Rontunda in Dechtice, Slovakia

The Rotunda of All Saints (Slovak: Rotunda Všetkých svätých v Dechtice) also referred to as a church, is a rotunda building in the village of Dechtice in the Trnava District of the Trnava Region in Slovakia.

The church is owned by the village of Dechtice. It was first mentioned in 1172. The building has also been entered into the list of historic architecture in Slovakia. The church is most known for its preserved paintings between the first half of the 13th century and the last quarter of the 14th century.
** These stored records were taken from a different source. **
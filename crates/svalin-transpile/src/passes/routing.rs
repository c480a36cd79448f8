//! Coupling-map routing passes.

use rand::rngs::SmallRng;
use rand::{Rng, SeedableRng};
use svalin_ir::{Circuit, Instruction, QubitId, StandardGate};
use tracing::debug;

use crate::coupling::CouplingMap;
use crate::error::{TranspileError, TranspileResult};
use crate::layout::Layout;
use crate::pass::{Pass, PassKind};
use crate::property::PropertySet;

/// Result of [`CheckMap`]: whether the circuit already satisfies the
/// coupling map as written.
#[derive(Debug, Clone, Copy, PartialEq, Eq)]
pub struct MappedStatus(pub bool);

/// The physical permutation left behind by swap insertion.
///
/// Maps each virtual qubit to the physical qubit holding it after the
/// last routed instruction.
#[derive(Debug, Clone, PartialEq)]
pub struct FinalPermutation(pub Layout);

/// Analysis pass: checks whether every two-qubit gate touches a coupled
/// pair without any rewriting.
///
/// The flag is only true when the chosen layout is the identity, so a
/// true result means routing can be skipped entirely and the circuit is
/// already physical.
pub struct CheckMap {
    coupling: CouplingMap,
}

impl CheckMap {
    /// Create the pass for a device.
    pub fn new(coupling: CouplingMap) -> Self {
        Self { coupling }
    }
}

impl Pass for CheckMap {
    fn name(&self) -> &'static str {
        "check_map"
    }

    fn kind(&self) -> PassKind {
        PassKind::Analysis
    }

    fn run(&self, circuit: &mut Circuit, props: &mut PropertySet) -> TranspileResult<()> {
        let n = circuit.num_qubits();
        let identity = props
            .layout
            .as_ref()
            .is_none_or(|l| (0..n).all(|i| l.physical(QubitId(i)) == Some(i)));
        let coupled = circuit
            .instructions()
            .iter()
            .filter(|i| i.is_two_qubit_gate())
            .all(|i| self.coupling.is_coupled(i.qubits[0].0, i.qubits[1].0));
        let mapped = identity && coupled;
        debug!(mapped, "coupling check");
        props.set(MappedStatus(mapped));
        props.mark_valid("check_map");
        Ok(())
    }
}

fn already_mapped(props: &PropertySet) -> bool {
    props.is_valid("check_map") && props.get::<MappedStatus>().is_some_and(|m| m.0)
}

/// How a routing pass picks the next SWAP when a gate is out of reach.
trait SwapChooser {
    fn choose(
        &mut self,
        pa: u32,
        pb: u32,
        layout: &Layout,
        upcoming: &[(QubitId, QubitId)],
        coupling: &CouplingMap,
    ) -> TranspileResult<(u32, u32)>;
}

/// Shared swap-insertion engine.
///
/// Applies the layout (operands become physical indices), walks the
/// program, and asks the chooser for a SWAP whenever a two-qubit gate
/// spans non-adjacent physical qubits. Returns the rewritten program
/// and the final permutation.
fn route_circuit(
    circuit: &Circuit,
    coupling: &CouplingMap,
    initial: Layout,
    chooser: &mut dyn SwapChooser,
) -> TranspileResult<(Vec<Instruction>, Layout)> {
    let mut layout = initial;
    let mut out = Vec::with_capacity(circuit.num_ops());
    let insts = circuit.instructions();

    let map_qubit = |layout: &Layout, q: QubitId| -> TranspileResult<QubitId> {
        layout
            .physical(q)
            .map(QubitId)
            .ok_or_else(|| TranspileError::PassPrecondition {
                pass: "routing",
                reason: format!("virtual qubit {q} has no physical assignment"),
            })
    };

    for (idx, inst) in insts.iter().enumerate() {
        if inst.is_two_qubit_gate() {
            let (va, vb) = (inst.qubits[0], inst.qubits[1]);
            loop {
                let pa = map_qubit(&layout, va)?.0;
                let pb = map_qubit(&layout, vb)?.0;
                if coupling.is_coupled(pa, pb) {
                    break;
                }
                if coupling.distance(pa, pb).is_none() {
                    return Err(TranspileError::RoutingFailed(pa, pb));
                }
                let upcoming: Vec<(QubitId, QubitId)> = insts[idx..]
                    .iter()
                    .filter(|i| i.is_two_qubit_gate())
                    .take(8)
                    .map(|i| (i.qubits[0], i.qubits[1]))
                    .collect();
                let (s1, s2) = chooser.choose(pa, pb, &layout, &upcoming, coupling)?;
                out.push(Instruction::two_qubit_gate(
                    StandardGate::Swap,
                    QubitId(s1),
                    QubitId(s2),
                ));
                layout.swap_physical(s1, s2);
            }
        }

        let mut mapped = inst.clone();
        for q in &mut mapped.qubits {
            *q = map_qubit(&layout, *q)?;
        }
        out.push(mapped);
    }

    Ok((out, layout))
}

/// Common run body for the three routing passes.
fn run_routing(
    pass_name: &'static str,
    coupling: &CouplingMap,
    circuit: &mut Circuit,
    props: &mut PropertySet,
    chooser: &mut dyn SwapChooser,
) -> TranspileResult<()> {
    let initial = props
        .layout
        .clone()
        .ok_or_else(|| TranspileError::PassPrecondition {
            pass: pass_name,
            reason: "no layout selected before routing".to_owned(),
        })?;

    let (instructions, final_layout) = route_circuit(circuit, coupling, initial, chooser)?;

    let device = coupling.num_qubits();
    let width = circuit.num_qubits();
    if device > width {
        circuit.add_qreg("ancilla", device - width);
    }
    circuit.replace_instructions(instructions)?;
    debug!(swaps_inserted = circuit.count_ops().get("swap").copied().unwrap_or(0), "routed");
    props.set(FinalPermutation(final_layout));
    Ok(())
}

/// Greedy shortest-path swap insertion.
///
/// Always moves the first operand one hop along a precomputed shortest
/// path, so output depends only on the coupling map and layout.
pub struct BasicRouting {
    coupling: CouplingMap,
}

impl BasicRouting {
    /// Create the pass for a device.
    pub fn new(coupling: CouplingMap) -> Self {
        Self { coupling }
    }
}

struct BasicChooser;

impl SwapChooser for BasicChooser {
    fn choose(
        &mut self,
        pa: u32,
        pb: u32,
        _layout: &Layout,
        _upcoming: &[(QubitId, QubitId)],
        coupling: &CouplingMap,
    ) -> TranspileResult<(u32, u32)> {
        let path = coupling
            .shortest_path(pa, pb)
            .ok_or(TranspileError::RoutingFailed(pa, pb))?;
        Ok((pa, path[1]))
    }
}

impl Pass for BasicRouting {
    fn name(&self) -> &'static str {
        "basic_routing"
    }

    fn kind(&self) -> PassKind {
        PassKind::Transformation
    }

    fn requires(&self) -> &'static [&'static str] {
        &["check_map"]
    }

    fn invalidates(&self) -> &'static [&'static str] {
        &["check_map"]
    }

    fn run(&self, circuit: &mut Circuit, props: &mut PropertySet) -> TranspileResult<()> {
        run_routing(self.name(), &self.coupling, circuit, props, &mut BasicChooser)
    }

    fn should_run(&self, _circuit: &Circuit, props: &PropertySet) -> bool {
        !already_mapped(props)
    }
}

/// Shortest-path routing with seeded random tie-breaking among
/// equally good hops.
pub struct StochasticRouting {
    coupling: CouplingMap,
    seed: u64,
}

impl StochasticRouting {
    /// Create the pass for a device.
    pub fn new(coupling: CouplingMap, seed: u64) -> Self {
        Self { coupling, seed }
    }
}

struct StochasticChooser {
    rng: SmallRng,
}

impl SwapChooser for StochasticChooser {
    fn choose(
        &mut self,
        pa: u32,
        pb: u32,
        _layout: &Layout,
        _upcoming: &[(QubitId, QubitId)],
        coupling: &CouplingMap,
    ) -> TranspileResult<(u32, u32)> {
        let here = coupling
            .distance(pa, pb)
            .ok_or(TranspileError::RoutingFailed(pa, pb))?;
        let candidates: Vec<u32> = coupling
            .undirected_neighbors(pa)
            .into_iter()
            .filter(|&n| coupling.distance(n, pb).is_some_and(|d| d < here))
            .collect();
        if candidates.is_empty() {
            return Err(TranspileError::RoutingFailed(pa, pb));
        }
        let pick = candidates[self.rng.gen_range(0..candidates.len())];
        Ok((pa, pick))
    }
}

impl Pass for StochasticRouting {
    fn name(&self) -> &'static str {
        "stochastic_routing"
    }

    fn kind(&self) -> PassKind {
        PassKind::Transformation
    }

    fn requires(&self) -> &'static [&'static str] {
        &["check_map"]
    }

    fn invalidates(&self) -> &'static [&'static str] {
        &["check_map"]
    }

    fn run(&self, circuit: &mut Circuit, props: &mut PropertySet) -> TranspileResult<()> {
        let mut chooser = StochasticChooser {
            rng: SmallRng::seed_from_u64(self.seed),
        };
        run_routing(self.name(), &self.coupling, circuit, props, &mut chooser)
    }

    fn should_run(&self, _circuit: &Circuit, props: &PropertySet) -> bool {
        !already_mapped(props)
    }
}

/// Lookahead routing: candidate swaps around both operands are scored
/// against the next few pending two-qubit gates and the cheapest wins.
/// Ties break through the seeded generator.
pub struct SabreRouting {
    coupling: CouplingMap,
    seed: u64,
}

impl SabreRouting {
    /// Create the pass for a device.
    pub fn new(coupling: CouplingMap, seed: u64) -> Self {
        Self { coupling, seed }
    }
}

struct SabreChooser {
    rng: SmallRng,
}

impl SabreChooser {
    fn cost(
        layout: &Layout,
        upcoming: &[(QubitId, QubitId)],
        coupling: &CouplingMap,
    ) -> u64 {
        let mut total = 0u64;
        for (weight, &(va, vb)) in upcoming.iter().enumerate().map(|(i, p)| (8 - i.min(7), p)) {
            if let (Some(pa), Some(pb)) = (layout.physical(va), layout.physical(vb)) {
                if let Some(d) = coupling.distance(pa, pb) {
                    total += u64::from(d) * weight as u64;
                }
            }
        }
        total
    }
}

impl SwapChooser for SabreChooser {
    fn choose(
        &mut self,
        pa: u32,
        pb: u32,
        layout: &Layout,
        upcoming: &[(QubitId, QubitId)],
        coupling: &CouplingMap,
    ) -> TranspileResult<(u32, u32)> {
        let mut candidates: Vec<(u32, u32)> = coupling
            .undirected_neighbors(pa)
            .into_iter()
            .map(|n| (pa, n))
            .chain(
                coupling
                    .undirected_neighbors(pb)
                    .into_iter()
                    .map(|n| (pb, n)),
            )
            .collect();
        candidates.retain(|&(a, b)| a != b);
        if candidates.is_empty() {
            return Err(TranspileError::RoutingFailed(pa, pb));
        }

        let mut best: Vec<(u32, u32)> = vec![];
        let mut best_cost = u64::MAX;
        for &(a, b) in &candidates {
            let mut trial = layout.clone();
            trial.swap_physical(a, b);
            let cost = Self::cost(&trial, upcoming, coupling);
            match cost.cmp(&best_cost) {
                std::cmp::Ordering::Less => {
                    best_cost = cost;
                    best = vec![(a, b)];
                }
                std::cmp::Ordering::Equal => best.push((a, b)),
                std::cmp::Ordering::Greater => {}
            }
        }
        Ok(best[self.rng.gen_range(0..best.len())])
    }
}

impl Pass for SabreRouting {
    fn name(&self) -> &'static str {
        "sabre_routing"
    }

    fn kind(&self) -> PassKind {
        PassKind::Transformation
    }

    fn requires(&self) -> &'static [&'static str] {
        &["check_map"]
    }

    fn invalidates(&self) -> &'static [&'static str] {
        &["check_map"]
    }

    fn run(&self, circuit: &mut Circuit, props: &mut PropertySet) -> TranspileResult<()> {
        let mut chooser = SabreChooser {
            rng: SmallRng::seed_from_u64(self.seed),
        };
        run_routing(self.name(), &self.coupling, circuit, props, &mut chooser)
    }

    fn should_run(&self, _circuit: &Circuit, props: &PropertySet) -> bool {
        !already_mapped(props)
    }
}
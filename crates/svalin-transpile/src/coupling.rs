//! Device coupling graph.

use petgraph::Direction;
use petgraph::graph::{DiGraph, NodeIndex};
use serde::{Deserialize, Serialize};
use std::collections::VecDeque;

/// Directed connectivity graph over physical qubit indices.
///
/// Nodes are the contiguous physical qubits `0..N-1`; an edge `(a, b)`
/// means a two-qubit gate with control `a` and target `b` is natively
/// supported. The map is immutable once constructed: all constructors
/// precompute an all-pairs BFS distance/predecessor matrix over the
/// undirected skeleton, so `distance()` is O(1) and `shortest_path()`
/// is O(path length).
///
/// # Deserialization
///
/// The graph and matrices are rebuilt from the serialized edge list by
/// [`rebuild_caches()`](Self::rebuild_caches); call it after
/// deserializing, otherwise distance queries return `None`.
#[derive(Debug, Clone, Serialize, Deserialize)]
pub struct CouplingMap {
    /// Directed edge list.
    edges: Vec<(u32, u32)>,
    /// Number of physical qubits.
    num_qubits: u32,
    /// Underlying graph; node i is physical qubit i.
    #[serde(skip)]
    graph: DiGraph<u32, (), u32>,
    /// `dist[from][to]`: undirected shortest-path length, `u32::MAX` if
    /// unreachable.
    #[serde(skip)]
    dist: Vec<Vec<u32>>,
    /// `pred[from][to]`: predecessor of `to` on the shortest path from
    /// `from`, `u32::MAX` if none.
    #[serde(skip)]
    pred: Vec<Vec<u32>>,
}

impl CouplingMap {
    /// Build a coupling map from explicit directed edges.
    ///
    /// The qubit count is one past the largest index mentioned.
    pub fn from_edges(edges: impl IntoIterator<Item = (u32, u32)>) -> Self {
        let edges: Vec<(u32, u32)> = edges.into_iter().collect();
        let num_qubits = edges
            .iter()
            .map(|&(a, b)| a.max(b) + 1)
            .max()
            .unwrap_or(0);
        let mut map = Self {
            edges,
            num_qubits,
            graph: DiGraph::default(),
            dist: vec![],
            pred: vec![],
        };
        map.rebuild_caches();
        map
    }

    /// Rebuild the graph and distance/predecessor matrices from the edge
    /// list. Must be called after deserialization.
    pub fn rebuild_caches(&mut self) {
        self.graph = DiGraph::default();
        for q in 0..self.num_qubits {
            self.graph.add_node(q);
        }
        for &(a, b) in &self.edges {
            self.graph
                .add_edge(NodeIndex::new(a as usize), NodeIndex::new(b as usize), ());
        }
        self.precompute_distances();
    }

    /// BFS from every node over the undirected skeleton.
    fn precompute_distances(&mut self) {
        let n = self.num_qubits as usize;
        self.dist = vec![vec![u32::MAX; n]; n];
        self.pred = vec![vec![u32::MAX; n]; n];

        for src in 0..n {
            self.dist[src][src] = 0;
            let mut queue = VecDeque::new();
            queue.push_back(src);

            while let Some(cur) = queue.pop_front() {
                for next in self.undirected_neighbors(cur as u32) {
                    let nb = next as usize;
                    if self.dist[src][nb] == u32::MAX {
                        self.dist[src][nb] = self.dist[src][cur] + 1;
                        self.pred[src][nb] = cur as u32;
                        queue.push_back(nb);
                    }
                }
            }
        }
    }

    /// Get the number of physical qubits.
    #[inline]
    pub fn num_qubits(&self) -> u32 {
        self.num_qubits
    }

    /// Get the directed edge list.
    pub fn edges(&self) -> &[(u32, u32)] {
        &self.edges
    }

    /// Check if a directed coupling `from -> to` exists.
    #[inline]
    pub fn is_connected(&self, from: u32, to: u32) -> bool {
        if from >= self.num_qubits || to >= self.num_qubits {
            return false;
        }
        self.graph
            .find_edge(NodeIndex::new(from as usize), NodeIndex::new(to as usize))
            .is_some()
    }

    /// Check if qubits interact in either direction.
    #[inline]
    pub fn is_coupled(&self, a: u32, b: u32) -> bool {
        self.is_connected(a, b) || self.is_connected(b, a)
    }

    /// Iterate over outgoing neighbors of a qubit.
    pub fn neighbors(&self, qubit: u32) -> impl Iterator<Item = u32> + '_ {
        self.graph
            .neighbors_directed(NodeIndex::new(qubit as usize), Direction::Outgoing)
            .map(|n| n.index() as u32)
    }

    /// Iterate over neighbors in either direction, without duplicates.
    pub fn undirected_neighbors(&self, qubit: u32) -> Vec<u32> {
        let node = NodeIndex::new(qubit as usize);
        let mut out: Vec<u32> = self
            .graph
            .neighbors_undirected(node)
            .map(|n| n.index() as u32)
            .collect();
        out.sort_unstable();
        out.dedup();
        out
    }

    /// Check if every edge has its reverse present.
    pub fn is_symmetric(&self) -> bool {
        self.edges.iter().all(|&(a, b)| self.is_connected(b, a))
    }

    /// Check if the undirected skeleton is a single connected component.
    pub fn is_fully_connected(&self) -> bool {
        if self.num_qubits == 0 {
            return true;
        }
        self.dist[0].iter().all(|&d| d != u32::MAX)
    }

    /// Undirected shortest-path distance, `None` if unreachable.
    pub fn distance(&self, from: u32, to: u32) -> Option<u32> {
        let (f, t) = (from as usize, to as usize);
        if f >= self.dist.len() || t >= self.dist.len() {
            return None;
        }
        let d = self.dist[f][t];
        (d != u32::MAX).then_some(d)
    }

    /// Reconstruct the undirected shortest path from `from` to `to`.
    pub fn shortest_path(&self, from: u32, to: u32) -> Option<Vec<u32>> {
        if from == to {
            return Some(vec![from]);
        }
        let f = from as usize;
        if f >= self.pred.len() || (to as usize) >= self.pred.len() {
            return None;
        }
        if self.dist[f][to as usize] == u32::MAX {
            return None;
        }

        let mut path = vec![to];
        let mut current = to;
        while current != from {
            let p = self.pred[f][current as usize];
            if p == u32::MAX {
                return None;
            }
            path.push(p);
            current = p;
        }
        path.reverse();
        Some(path)
    }

    // =========================================================================
    // Topology factories
    // =========================================================================

    /// Symmetric linear chain 0-1-2-...-(n-1).
    pub fn linear(n: u32) -> Self {
        let mut edges = vec![];
        for i in 0..n.saturating_sub(1) {
            edges.push((i, i + 1));
            edges.push((i + 1, i));
        }
        let mut map = Self::from_edges(edges);
        map.num_qubits = n;
        map.rebuild_caches();
        map
    }

    /// Symmetric ring 0-1-...-(n-1)-0.
    pub fn ring(n: u32) -> Self {
        let mut edges = vec![];
        for i in 0..n {
            let j = (i + 1) % n;
            if i != j {
                edges.push((i, j));
                edges.push((j, i));
            }
        }
        let mut map = Self::from_edges(edges);
        map.num_qubits = n;
        map.rebuild_caches();
        map
    }

    /// Fully connected symmetric map.
    pub fn full(n: u32) -> Self {
        let mut edges = vec![];
        for i in 0..n {
            for j in 0..n {
                if i != j {
                    edges.push((i, j));
                }
            }
        }
        let mut map = Self::from_edges(edges);
        map.num_qubits = n;
        map.rebuild_caches();
        map
    }

    /// Star topology: qubit 0 coupled to all others, symmetric.
    pub fn star(n: u32) -> Self {
        let mut edges = vec![];
        for i in 1..n {
            edges.push((0, i));
            edges.push((i, 0));
        }
        let mut map = Self::from_edges(edges);
        map.num_qubits = n;
        map.rebuild_caches();
        map
    }
}

impl PartialEq for CouplingMap {
    fn eq(&self, other: &Self) -> bool {
        self.num_qubits == other.num_qubits && self.edges == other.edges
    }
}
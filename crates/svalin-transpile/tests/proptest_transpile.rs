//! Property-based tests for the transpile pipeline.
//!
//! Random circuits through every preset level must come out valid for
//! the device: gates in the basis, two-qubit gates on coupled pairs,
//! and measurements preserved.

use proptest::prelude::*;
use svalin_ir::{Circuit, ClbitId, InstructionKind, QubitId};
use svalin_transpile::{
    transpile, CouplingMap, CouplingSpec, Layout, TranspileOptions,
};

const BASIS: &[&str] = &["rz", "sx", "x", "cx"];

/// Operations that can be applied to a random circuit.
#[derive(Debug, Clone)]
enum Op {
    H(u32),
    X(u32),
    T(u32),
    Rz(f64, u32),
    Cx(u32, u32),
    Cz(u32, u32),
    Measure(u32),
}

impl Op {
    fn apply(self, circuit: &mut Circuit) {
        let n = circuit.num_qubits();
        match self {
            Op::H(q) => {
                let _ = circuit.h(QubitId(q % n));
            }
            Op::X(q) => {
                let _ = circuit.x(QubitId(q % n));
            }
            Op::T(q) => {
                let _ = circuit.t(QubitId(q % n));
            }
            Op::Rz(theta, q) => {
                let _ = circuit.rz(theta, QubitId(q % n));
            }
            Op::Cx(a, b) => {
                let (a, b) = (a % n, b % n);
                if a != b {
                    let _ = circuit.cx(QubitId(a), QubitId(b));
                }
            }
            Op::Cz(a, b) => {
                let (a, b) = (a % n, b % n);
                if a != b {
                    let _ = circuit.cz(QubitId(a), QubitId(b));
                }
            }
            Op::Measure(q) => {
                let q = q % n;
                let _ = circuit.measure(QubitId(q), ClbitId(q));
            }
        }
    }
}

fn arb_op() -> impl Strategy<Value = Op> {
    prop_oneof![
        (0u32..8).prop_map(Op::H),
        (0u32..8).prop_map(Op::X),
        (0u32..8).prop_map(Op::T),
        ((-6.0..6.0f64), 0u32..8).prop_map(|(t, q)| Op::Rz(t, q)),
        (0u32..8, 0u32..8).prop_map(|(a, b)| Op::Cx(a, b)),
        (0u32..8, 0u32..8).prop_map(|(a, b)| Op::Cz(a, b)),
        (0u32..8).prop_map(Op::Measure),
    ]
}

fn arb_circuit() -> impl Strategy<Value = Circuit> {
    (2u32..=5, prop::collection::vec(arb_op(), 1..=20)).prop_map(|(n, ops)| {
        let mut circuit = Circuit::with_size("random", n, n);
        for op in ops {
            op.apply(&mut circuit);
        }
        circuit
    })
}

proptest! {
    #[test]
    fn transpiled_output_is_hardware_valid(
        circuit in arb_circuit(),
        level in 0u8..=3,
        seed in 0u64..1000,
    ) {
        let coupling = CouplingMap::linear(5);
        let options = TranspileOptions {
            basis_gates: Some(BASIS.iter().map(|s| (*s).to_owned()).collect()),
            coupling_map: Some(CouplingSpec::Explicit(coupling.clone())),
            optimization_level: Some(level),
            seed: Some(seed),
            ..Default::default()
        };
        let measures = circuit.count_ops().get("measure").copied().unwrap_or(0);

        let compiled = transpile(circuit, &options).unwrap();

        for inst in compiled.instructions() {
            if let InstructionKind::Gate(gate) = &inst.kind {
                prop_assert!(BASIS.contains(&gate.name()));
                if inst.qubits.len() == 2 {
                    prop_assert!(coupling.is_coupled(inst.qubits[0].0, inst.qubits[1].0));
                }
            }
        }
        let out_measures = compiled.count_ops().get("measure").copied().unwrap_or(0);
        prop_assert_eq!(out_measures, measures);
    }

    #[test]
    fn linear_coupling_distance_is_index_gap(
        n in 2u32..20,
        a in 0u32..20,
        b in 0u32..20,
    ) {
        let coupling = CouplingMap::linear(n);
        let (a, b) = (a % n, b % n);
        prop_assert_eq!(coupling.distance(a, b), Some(a.abs_diff(b)));
        if let Some(path) = coupling.shortest_path(a, b) {
            prop_assert_eq!(path.len() as u32, a.abs_diff(b) + 1);
            prop_assert_eq!(path[0], a);
            prop_assert_eq!(*path.last().unwrap(), b);
        }
    }

    #[test]
    fn physical_list_roundtrips(
        perm in (2u32..8).prop_flat_map(|n| Just((0..n).collect::<Vec<u32>>()).prop_shuffle()),
    ) {
        let n = perm.len() as u32;
        let layout = Layout::from_physical_list(&perm, n, n).unwrap();
        prop_assert_eq!(layout.as_physical_list(), perm.clone());
        for (virt, &phys) in perm.iter().enumerate() {
            prop_assert_eq!(layout.virtual_qubit(phys), Some(QubitId(virt as u32)));
        }
    }

    #[test]
    fn swap_physical_is_an_involution(
        perm in (2u32..8).prop_flat_map(|n| Just((0..n).collect::<Vec<u32>>()).prop_shuffle()),
        a in 0u32..8,
        b in 0u32..8,
    ) {
        let n = perm.len() as u32;
        let mut layout = Layout::from_physical_list(&perm, n, n).unwrap();
        let (a, b) = (a % n, b % n);
        layout.swap_physical(a, b);
        layout.swap_physical(a, b);
        prop_assert_eq!(layout.as_physical_list(), perm);
    }
}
According to conservationists, the bricks that were used for the church came from Italy.

== History ==
The church, also known as Horný in the village, was built in 1172. It is evident from documents from the canonical visitation in 1782. Originally, the building was built as a single-nave space on a slightly flattened circular ground plan. On the eastern side, it was finished with a semicircular apse. The nave was vaulted with a dome.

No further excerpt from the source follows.